Evaluation of the Thalidomide Fetal Exposure Prevention Program (Thalidomide Survey)


Thalidomide is a drug known to cause serious birth defects if taken during pregnancy. In 1998, FDA approved thalidomide under restricted distribution regulations. To minimize the risk of fetal exposure to the drug, the manufacturer, with FDA’s support and guidance, instituted the System for Thalidomide Education and Prescribing Safety (S.T.E.P.S.), a comprehensive risk management program directed at both physicians and patients. To assess the effectiveness of this program, the Slone Epidemiology Center conducted a patient survey. The original survey, initiated in 1998, was revised substantially in 2001, when the manufacturer initiated a modified S.T.E.P.S. program; both surveys are briefly described below.
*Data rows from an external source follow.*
/// Pearson correlation between two series.
///
/// Only the common prefix of both slices is used. Returns NaN when fewer
/// than two points are available or when either series has no variance,
/// so callers must not treat the result as a plain number without checking.
///
/// # Example
///
/// ```
/// use chroprofile::utils::correlation::pearson_correlation;
///
/// let a = vec![1.0, 2.0, 3.0];
/// let b = vec![2.0, 4.0, 6.5];
/// let result = pearson_correlation(&a, &b);
/// assert!(result > 0.99);
/// ```
pub fn pearson_correlation(a: &[f64], b: &[f64]) -> f64 {
    let n = a.len().min(b.len());
    if n < 2 {
        return f64::NAN;
    }
    let a = &a[..n];
    let b = &b[..n];

    let mean_a = a.iter().sum::<f64>() / n as f64;
    let mean_b = b.iter().sum::<f64>() / n as f64;

    let mut cov = 0.0;
    let mut var_a = 0.0;
    let mut var_b = 0.0;
    for (&x, &y) in a.iter().zip(b.iter()) {
        let dx = x - mean_a;
        let dy = y - mean_b;
        cov += dx * dy;
        var_a += dx * dx;
        var_b += dy * dy;
    }

    if var_a == 0.0 || var_b == 0.0 {
        return f64::NAN;
    }
    cov / (var_a.sqrt() * var_b.sqrt())
}

#[cfg(test)]
mod tests {
    use super::*;

    #[test]
    fn test_perfect_correlations() {
        let a = [1.0, 0.5, 0.25];
        let scaled: Vec<f64> = a.iter().map(|x| x * 1000.0).collect();
        assert!((pearson_correlation(&a, &scaled) - 1.0).abs() < 1e-12);

        let inverted: Vec<f64> = a.iter().map(|x| -x).collect();
        assert!((pearson_correlation(&a, &inverted) + 1.0).abs() < 1e-12);
    }

    #[test]
    fn test_degenerate_inputs_are_nan() {
        assert!(pearson_correlation(&[1.0], &[1.0]).is_nan());
        assert!(pearson_correlation(&[1.0, 1.0, 1.0], &[1.0, 2.0, 3.0]).is_nan());
        assert!(pearson_correlation(&[], &[]).is_nan());
    }

    #[test]
    fn test_uses_common_prefix() {
        let a = [1.0, 2.0, 3.0, 100.0];
        let b = [1.0, 2.0, 3.0];
        assert!((pearson_correlation(&a, &b) - 1.0).abs() < 1e-12);
    }
}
From October, 1998, through July, 2001, the Slone Epidemiology Center conducted a survey that was mandatory for all patients (male and female) receiving the drug. Patients completed an enrollment questionnaire at the time of the first thalidomide prescription and follow-up questionnaires at subsequent office visits. The survey collected information on the patient’s understanding of the teratogenic risk of thalidomide and compliance with the measures required by the S.T.E.P.S. program. In addition, the survey included interventions with the patient and/or prescriber in instances where specific and potentially serious noncompliance was identified.

In the modified survey design conducted from 2001 through 2004, enrollment was voluntary. All patients (male and female) who received the drug were contacted and provided an opportunity to enroll. Questionnaires, targeted to specific pregnancy risk groups, were completed every two to four months during treatment and upon completion of treatment. To assess the representativensess of those who enrolled, we compared the characteristics of enrolled patients to those of unenrolled patients using information collected by the manufacturer as part of the S.T.E.P.S. program.


26,655 patients were enrolled in the original (mandatory) survey. Less than half were female, and 6% of all enrollees were females of childbearing potential. No pregnancies were reported.

The modified (voluntary) survey enrolled 34,815 patients (approximately 47% of those contacted); 3% were females of childbearing potential. Knowledge of S.T.E.P.S. varied by age, primary language, and education, and tended to be highest among those age 30 through 79 years. Knowledge of the risks of thalidomide was highest among females of childbearing potential; women in this risk group did not report any pregnancies.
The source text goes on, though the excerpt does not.